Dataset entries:
========================================================================
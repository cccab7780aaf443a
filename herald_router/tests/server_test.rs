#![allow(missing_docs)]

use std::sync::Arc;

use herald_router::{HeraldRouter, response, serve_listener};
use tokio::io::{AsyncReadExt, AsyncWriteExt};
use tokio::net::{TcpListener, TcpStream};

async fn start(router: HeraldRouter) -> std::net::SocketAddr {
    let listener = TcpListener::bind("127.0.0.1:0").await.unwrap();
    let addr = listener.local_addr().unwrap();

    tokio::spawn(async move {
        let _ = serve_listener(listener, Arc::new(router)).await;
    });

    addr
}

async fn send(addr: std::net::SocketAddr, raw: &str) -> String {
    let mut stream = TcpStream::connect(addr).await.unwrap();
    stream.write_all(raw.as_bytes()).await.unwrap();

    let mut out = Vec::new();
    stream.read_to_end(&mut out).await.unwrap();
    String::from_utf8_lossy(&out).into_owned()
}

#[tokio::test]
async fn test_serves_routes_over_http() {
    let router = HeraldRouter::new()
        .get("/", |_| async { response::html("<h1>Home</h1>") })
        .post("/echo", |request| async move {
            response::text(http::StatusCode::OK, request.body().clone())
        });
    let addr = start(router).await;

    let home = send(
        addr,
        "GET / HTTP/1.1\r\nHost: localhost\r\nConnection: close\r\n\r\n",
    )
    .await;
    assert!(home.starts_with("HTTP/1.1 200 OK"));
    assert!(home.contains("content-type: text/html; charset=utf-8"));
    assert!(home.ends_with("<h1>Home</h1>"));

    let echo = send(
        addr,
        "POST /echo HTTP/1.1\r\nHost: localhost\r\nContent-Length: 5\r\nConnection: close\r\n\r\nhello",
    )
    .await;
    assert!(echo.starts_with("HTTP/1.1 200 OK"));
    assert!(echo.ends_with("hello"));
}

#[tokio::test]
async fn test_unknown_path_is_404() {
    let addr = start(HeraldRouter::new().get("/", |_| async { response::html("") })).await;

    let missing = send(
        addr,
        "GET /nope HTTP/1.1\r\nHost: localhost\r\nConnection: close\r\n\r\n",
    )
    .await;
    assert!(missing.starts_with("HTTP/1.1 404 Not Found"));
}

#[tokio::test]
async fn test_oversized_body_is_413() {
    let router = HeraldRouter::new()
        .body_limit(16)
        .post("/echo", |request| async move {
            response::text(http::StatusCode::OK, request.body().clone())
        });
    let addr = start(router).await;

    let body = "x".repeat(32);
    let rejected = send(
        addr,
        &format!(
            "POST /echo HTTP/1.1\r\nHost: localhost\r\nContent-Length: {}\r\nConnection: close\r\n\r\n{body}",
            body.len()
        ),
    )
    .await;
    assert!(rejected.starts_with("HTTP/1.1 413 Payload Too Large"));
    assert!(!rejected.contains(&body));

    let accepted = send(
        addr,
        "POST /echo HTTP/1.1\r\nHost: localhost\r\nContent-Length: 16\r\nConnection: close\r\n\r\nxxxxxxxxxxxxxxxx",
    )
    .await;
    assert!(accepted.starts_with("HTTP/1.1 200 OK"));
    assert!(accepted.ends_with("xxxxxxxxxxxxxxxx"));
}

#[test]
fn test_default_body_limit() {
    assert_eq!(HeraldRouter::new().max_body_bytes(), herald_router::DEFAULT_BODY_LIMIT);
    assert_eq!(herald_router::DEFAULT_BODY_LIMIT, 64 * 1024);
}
========================================================================
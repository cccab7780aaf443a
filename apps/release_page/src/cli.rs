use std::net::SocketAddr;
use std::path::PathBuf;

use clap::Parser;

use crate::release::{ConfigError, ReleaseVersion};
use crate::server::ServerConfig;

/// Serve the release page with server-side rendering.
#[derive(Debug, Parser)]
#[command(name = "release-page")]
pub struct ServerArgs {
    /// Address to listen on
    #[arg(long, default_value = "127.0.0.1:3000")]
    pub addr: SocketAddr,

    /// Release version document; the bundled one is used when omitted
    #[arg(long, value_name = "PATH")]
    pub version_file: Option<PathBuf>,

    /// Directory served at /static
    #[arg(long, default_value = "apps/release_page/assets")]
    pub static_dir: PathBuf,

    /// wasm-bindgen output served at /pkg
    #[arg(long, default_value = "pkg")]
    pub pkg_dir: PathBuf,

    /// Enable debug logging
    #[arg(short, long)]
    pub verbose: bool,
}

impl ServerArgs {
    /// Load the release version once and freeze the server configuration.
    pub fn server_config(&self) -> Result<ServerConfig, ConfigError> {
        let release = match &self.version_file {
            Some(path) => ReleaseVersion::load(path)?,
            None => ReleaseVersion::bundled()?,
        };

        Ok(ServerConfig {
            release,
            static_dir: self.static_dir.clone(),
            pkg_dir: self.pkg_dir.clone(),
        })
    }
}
========================================================================
--- WORK INSTRUCTIONS ---
Collect every line above that contains the word "close".

--- COMPLETED TASK ---
        "GET / HTTP/1.1\r\nHost: localhost\r\nConnection: close\r\n\r\n",
        "POST /echo HTTP/1.1\r\nHost: localhost\r\nContent-Length: 5\r\nConnection: close\r\n\r\nhello",
        "GET /nope HTTP/1.1\r\nHost: localhost\r\nConnection: close\r\n\r\n",
            "POST /echo HTTP/1.1\r\nHost: localhost\r\nContent-Length: {}\r\nConnection: close\r\n\r\n{body}",
        "POST /echo HTTP/1.1\r\nHost: localhost\r\nContent-Length: 16\r\nConnection: close\r\n\r\nxxxxxxxxxxxxxxxx",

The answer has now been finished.